== Action item ==
Restate word for word the lines of the material below, from the line with "fn create_vertex_buffer(&mut self, _vertices: &[f32])" to the line with "self.log.push(Call::DeleteBuffer(buffer));", both lines included, and no others.

————

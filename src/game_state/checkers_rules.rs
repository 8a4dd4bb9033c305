//! Canonical checkers-rule constants.
//!
//! This module stores the static rule-related literals (board geometry and the
//! standard setup) used to initialize and validate game state, plus the small
//! coordinate predicates shared by board setup, move generation, and parsing.

/// Number of rows on the board.
pub const BOARD_ROWS: i8 = 8;

/// Number of columns on the board.
pub const BOARD_COLS: i8 = 8;

/// Rows filled with pieces per side in the standard setup.
pub const SETUP_ROWS_PER_SIDE: i8 = 3;

/// Pieces each side starts with (twelve men, no kings).
pub const PIECES_PER_SIDE: u8 = 12;

/// True when `(row, col)` lies on the board.
#[inline]
pub const fn in_bounds(row: i8, col: i8) -> bool {
    0 <= row && row < BOARD_ROWS && 0 <= col && col < BOARD_COLS
}

/// True when `(row, col)` is one of the 32 dark squares pieces live on.
///
/// Playable squares alternate by row: odd columns on row 0, even columns on
/// row 1, and so on.
#[inline]
pub const fn is_playable_square(row: i8, col: i8) -> bool {
    col % 2 == (row + 1) % 2
}
use crate::core::Canvas;
use crate::error::Result;

/// Producer of one layer's pixels.
///
/// `refresh` is called from the refresh driver's thread with a cleared canvas
/// sized to the layer's content; whatever it draws is posted to the layer.
pub trait LayerContent: Send {
    fn refresh(&mut self, canvas: &mut Canvas) -> Result<()>;
}
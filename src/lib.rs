pub mod cli;
pub mod config;
pub mod core;
pub mod error;
pub mod math;
pub mod traits;

pub use config::CompositorConfig;
pub use error::{CompositorError, Result};
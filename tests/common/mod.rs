#![allow(dead_code)]

use std::sync::{Arc, Mutex};
use std::time::{Duration, Instant};

use crossbeam::channel::{self, Receiver, Sender};
use glam::{Mat4, Vec4};
use overlay_compositor::core::{Canvas, DrawOp, LayerSurface};
use overlay_compositor::error::{CompositorError, Result};
use overlay_compositor::math::Color;
use overlay_compositor::traits::{
    uniform_block_slot, BufferId, ParamHandle, ProgramDesc, ProgramId, RenderBackend,
    RendererListener, TextureId,
};

/// Every call a [`MockBackend`] receives, in order
#[derive(Debug, Clone, PartialEq)]
pub enum Call {
    CreateTexture { id: TextureId, width: u32, height: u32 },
    UpdateTexture(TextureId),
    DeleteTexture(TextureId),
    CreateBuffer(BufferId),
    DeleteBuffer(BufferId),
    CreateProgram { id: ProgramId, label: &'static str },
    DeleteProgram(ProgramId),
    UseProgram(ProgramId),
    BindTexture { unit: u32, texture: TextureId },
    SetSampler { handle: ParamHandle, unit: u32 },
    SetMatrix { handle: ParamHandle, matrix: Mat4 },
    SetVec4 { handle: ParamHandle, value: Vec4 },
    SetViewport(u32, u32),
    Clear(Color),
    Draw { buffer: BufferId, components: u32, vertex_count: u32 },
    ResizeSurface(u32, u32),
    Present,
    Release,
}

/// Shared view of a mock backend's call log, usable after the backend moved threads
#[derive(Clone, Default)]
pub struct CallLog(Arc<Mutex<Vec<Call>>>);

impl CallLog {
    pub fn calls(&self) -> Vec<Call> {
        self.0.lock().unwrap().clone()
    }

    pub fn count(&self, matches: impl Fn(&Call) -> bool) -> usize {
        self.0.lock().unwrap().iter().filter(|c| matches(c)).count()
    }

    pub fn clear(&self) {
        self.0.lock().unwrap().clear();
    }

    fn push(&self, call: Call) {
        self.0.lock().unwrap().push(call);
    }
}

/// Mock GPU backend that records calls and can be told to fail presents
pub struct MockBackend {
    log: CallLog,
    next_id: u32,
    programs: Vec<ProgramId>,
    fail_present_after: Option<u64>,
    presents: u64,
}

impl MockBackend {
    pub fn new() -> (Self, CallLog) {
        let log = CallLog::default();
        (
            Self {
                log: log.clone(),
                next_id: 1,
                programs: Vec::new(),
                fail_present_after: None,
                presents: 0,
            },
            log,
        )
    }

    /// Presents after the first `frames` return false
    pub fn failing_after(frames: u64) -> (Self, CallLog) {
        let (mut backend, log) = Self::new();
        backend.fail_present_after = Some(frames);
        (backend, log)
    }

    fn next(&mut self) -> u32 {
        let id = self.next_id;
        self.next_id += 1;
        id
    }
}

impl RenderBackend for MockBackend {
    fn create_texture(&mut self, width: u32, height: u32) -> Result<TextureId> {
        let id = TextureId(self.next());
        self.log.push(Call::CreateTexture { id, width, height });
        Ok(id)
    }

    fn update_texture(&mut self, texture: TextureId, width: u32, height: u32, pixels: &[u8]) -> Result<()> {
        let expected = (width * height * 4) as usize;
        if pixels.len() != expected {
            return Err(CompositorError::BufferSizeMismatch { expected, actual: pixels.len() });
        }
        self.log.push(Call::UpdateTexture(texture));
        Ok(())
    }

    fn delete_texture(&mut self, texture: TextureId) {
        self.log.push(Call::DeleteTexture(texture));
    }

    fn create_vertex_buffer(&mut self, _vertices: &[f32]) -> Result<BufferId> {
        let id = BufferId(self.next());
        self.log.push(Call::CreateBuffer(id));
        Ok(id)
    }

    fn delete_buffer(&mut self, buffer: BufferId) {
        self.log.push(Call::DeleteBuffer(buffer));
    }

    fn create_program(&mut self, desc: &ProgramDesc) -> Result<ProgramId> {
        let id = ProgramId(self.next());
        self.programs.push(id);
        self.log.push(Call::CreateProgram { id, label: desc.label });
        Ok(id)
    }

    fn delete_program(&mut self, program: ProgramId) {
        self.programs.retain(|p| *p != program);
        self.log.push(Call::DeleteProgram(program));
    }

    fn use_program(&mut self, program: ProgramId) {
        self.log.push(Call::UseProgram(program));
    }

    fn parameter_location(&self, program: ProgramId, name: &str) -> Option<ParamHandle> {
        if self.programs.contains(&program) {
            uniform_block_slot(name)
        } else {
            None
        }
    }

    fn bind_texture(&mut self, unit: u32, texture: TextureId) {
        self.log.push(Call::BindTexture { unit, texture });
    }

    fn set_sampler(&mut self, handle: ParamHandle, unit: u32) {
        self.log.push(Call::SetSampler { handle, unit });
    }

    fn set_matrix(&mut self, handle: ParamHandle, matrix: &Mat4) {
        self.log.push(Call::SetMatrix { handle, matrix: *matrix });
    }

    fn set_vec4(&mut self, handle: ParamHandle, value: Vec4) {
        self.log.push(Call::SetVec4 { handle, value });
    }

    fn set_viewport(&mut self, width: u32, height: u32) {
        self.log.push(Call::SetViewport(width, height));
    }

    fn clear(&mut self, color: Color) {
        self.log.push(Call::Clear(color));
    }

    fn draw_triangle_strip(&mut self, buffer: BufferId, _position: ParamHandle, components: u32, vertex_count: u32) {
        self.log.push(Call::Draw { buffer, components, vertex_count });
    }

    fn resize_surface(&mut self, width: u32, height: u32) -> Result<()> {
        self.log.push(Call::ResizeSurface(width, height));
        Ok(())
    }

    fn present(&mut self) -> bool {
        self.log.push(Call::Present);
        if self.fail_present_after.is_some_and(|limit| self.presents >= limit) {
            return false;
        }
        self.presents += 1;
        true
    }

    fn release(&mut self) {
        self.log.push(Call::Release);
    }
}

#[derive(Debug, Clone, Copy, PartialEq, Eq)]
pub enum Lifecycle {
    Ready,
    Finished,
}

/// Listener forwarding lifecycle callbacks into a channel
pub struct ChannelListener(Sender<Lifecycle>);

impl ChannelListener {
    pub fn new() -> (Arc<Self>, Receiver<Lifecycle>) {
        let (tx, rx) = channel::unbounded();
        (Arc::new(Self(tx)), rx)
    }
}

impl RendererListener for ChannelListener {
    fn on_ready(&self) {
        let _ = self.0.send(Lifecycle::Ready);
    }

    fn on_finished(&self) {
        let _ = self.0.send(Lifecycle::Finished);
    }
}

pub const TIMEOUT: Duration = Duration::from_secs(5);

pub fn expect_event(rx: &Receiver<Lifecycle>, expected: Lifecycle) {
    match rx.recv_timeout(TIMEOUT) {
        Ok(event) => assert_eq!(event, expected, "unexpected lifecycle event"),
        Err(_) => panic!("timed out waiting for {:?}", expected),
    }
}

/// Poll `condition` until it holds or the timeout passes
pub fn wait_until(condition: impl Fn() -> bool) -> bool {
    let deadline = Instant::now() + TIMEOUT;
    while Instant::now() < deadline {
        if condition() {
            return true;
        }
        std::thread::sleep(Duration::from_millis(1));
    }
    condition()
}

/// Fill the whole layer with one color and post it
pub fn post_solid(surface: &LayerSurface, rgba: [u8; 4]) {
    let mut canvas: Canvas = surface.lock_canvas().unwrap();
    canvas.draw(&DrawOp::Clear(rgba));
    surface.post(canvas).unwrap();
}
//! Built-in layer effects.

use glam::Vec4;

use crate::error::Result;
use crate::math::Color;
use crate::traits::{
    CpuFragment, Effect, EffectKind, ParamHandle, ProgramDesc, ProgramId, RenderBackend,
    PARAMS_UNIFORM,
};

/// Program lifecycle shared by the built-in effects
#[derive(Debug)]
struct ShaderProgram {
    desc: ProgramDesc,
    program: Option<ProgramId>,
}

impl ShaderProgram {
    fn new(label: &'static str, fragment_entry: &'static str, cpu_fragment: CpuFragment) -> Self {
        Self {
            desc: ProgramDesc {
                label,
                fragment_entry,
                cpu_fragment,
            },
            program: None,
        }
    }

    fn prepare(&mut self, backend: &mut dyn RenderBackend) -> Result<()> {
        if self.program.is_none() {
            self.program = Some(backend.create_program(&self.desc)?);
        }
        Ok(())
    }

    fn activate(&self, backend: &mut dyn RenderBackend) {
        if let Some(program) = self.program {
            backend.use_program(program);
        }
    }

    fn parameter_handle(&self, backend: &dyn RenderBackend, name: &str) -> Option<ParamHandle> {
        self.program
            .and_then(|program| backend.parameter_location(program, name))
    }

    fn release(&mut self, backend: &mut dyn RenderBackend) {
        if let Some(program) = self.program.take() {
            backend.delete_program(program);
        }
    }
}

fn passthrough(texel: [f32; 4], _params: [f32; 4]) -> [f32; 4] {
    texel
}

fn grayscale(texel: [f32; 4], _params: [f32; 4]) -> [f32; 4] {
    let luma = 0.299 * texel[0] + 0.587 * texel[1] + 0.114 * texel[2];
    [luma, luma, luma, texel[3]]
}

/// Multiplies rgb by the tint color, blended by the tint's alpha
fn tint(texel: [f32; 4], params: [f32; 4]) -> [f32; 4] {
    let mix = |c: f32, t: f32| c + (c * t - c) * params[3];
    [
        mix(texel[0], params[0]),
        mix(texel[1], params[1]),
        mix(texel[2], params[2]),
        texel[3],
    ]
}

/// Draws the layer texture unchanged
#[derive(Debug)]
pub struct PassthroughEffect {
    shader: ShaderProgram,
}

impl PassthroughEffect {
    pub fn new() -> Self {
        Self {
            shader: ShaderProgram::new("passthrough", "fs_passthrough", passthrough),
        }
    }
}

impl Default for PassthroughEffect {
    fn default() -> Self {
        Self::new()
    }
}

impl Effect for PassthroughEffect {
    fn kind(&self) -> EffectKind {
        EffectKind::Passthrough
    }

    fn prepare(&mut self, backend: &mut dyn RenderBackend) -> Result<()> {
        self.shader.prepare(backend)
    }

    fn activate(&self, backend: &mut dyn RenderBackend) {
        self.shader.activate(backend);
    }

    fn parameter_handle(&self, backend: &dyn RenderBackend, name: &str) -> Option<ParamHandle> {
        self.shader.parameter_handle(backend, name)
    }

    fn bind_uniform(&self, _backend: &mut dyn RenderBackend) {}

    fn release(&mut self, backend: &mut dyn RenderBackend) {
        self.shader.release(backend);
    }
}

/// Luma-weighted grayscale
#[derive(Debug)]
pub struct GrayscaleEffect {
    shader: ShaderProgram,
}

impl GrayscaleEffect {
    pub fn new() -> Self {
        Self {
            shader: ShaderProgram::new("grayscale", "fs_grayscale", grayscale),
        }
    }
}

impl Default for GrayscaleEffect {
    fn default() -> Self {
        Self::new()
    }
}

impl Effect for GrayscaleEffect {
    fn kind(&self) -> EffectKind {
        EffectKind::Grayscale
    }

    fn prepare(&mut self, backend: &mut dyn RenderBackend) -> Result<()> {
        self.shader.prepare(backend)
    }

    fn activate(&self, backend: &mut dyn RenderBackend) {
        self.shader.activate(backend);
    }

    fn parameter_handle(&self, backend: &dyn RenderBackend, name: &str) -> Option<ParamHandle> {
        self.shader.parameter_handle(backend, name)
    }

    fn bind_uniform(&self, _backend: &mut dyn RenderBackend) {}

    fn release(&mut self, backend: &mut dyn RenderBackend) {
        self.shader.release(backend);
    }
}

/// Multiplicative color tint. All tint slots share the first instance's color.
#[derive(Debug)]
pub struct TintEffect {
    shader: ShaderProgram,
    color: Color,
}

impl TintEffect {
    pub fn new(color: Color) -> Self {
        Self {
            shader: ShaderProgram::new("tint", "fs_tint", tint),
            color,
        }
    }

    pub fn color(&self) -> Color {
        self.color
    }
}

impl Effect for TintEffect {
    fn kind(&self) -> EffectKind {
        EffectKind::Tint
    }

    fn prepare(&mut self, backend: &mut dyn RenderBackend) -> Result<()> {
        self.shader.prepare(backend)
    }

    fn activate(&self, backend: &mut dyn RenderBackend) {
        self.shader.activate(backend);
    }

    fn parameter_handle(&self, backend: &dyn RenderBackend, name: &str) -> Option<ParamHandle> {
        self.shader.parameter_handle(backend, name)
    }

    fn bind_uniform(&self, backend: &mut dyn RenderBackend) {
        if let Some(handle) = self.parameter_handle(backend, PARAMS_UNIFORM) {
            backend.set_vec4(handle, Vec4::from_array(self.color.to_array()));
        }
    }

    fn release(&mut self, backend: &mut dyn RenderBackend) {
        self.shader.release(backend);
    }
}

/// Instantiate a built-in effect; `Custom` kinds have no built-in implementation
pub fn builtin_effect(kind: EffectKind, tint_color: Color) -> Option<Box<dyn Effect>> {
    match kind {
        EffectKind::Passthrough => Some(Box::new(PassthroughEffect::new())),
        EffectKind::Grayscale => Some(Box::new(GrayscaleEffect::new())),
        EffectKind::Tint => Some(Box::new(TintEffect::new(tint_color))),
        EffectKind::Custom(_) => None,
    }
}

————

== Answer to this problem ==
    fn create_vertex_buffer(&mut self, _vertices: &[f32]) -> Result<BufferId> {
        let id = BufferId(self.next());
        self.log.push(Call::CreateBuffer(id));
        Ok(id)
    }

    fn delete_buffer(&mut self, buffer: BufferId) {
        self.log.push(Call::DeleteBuffer(buffer));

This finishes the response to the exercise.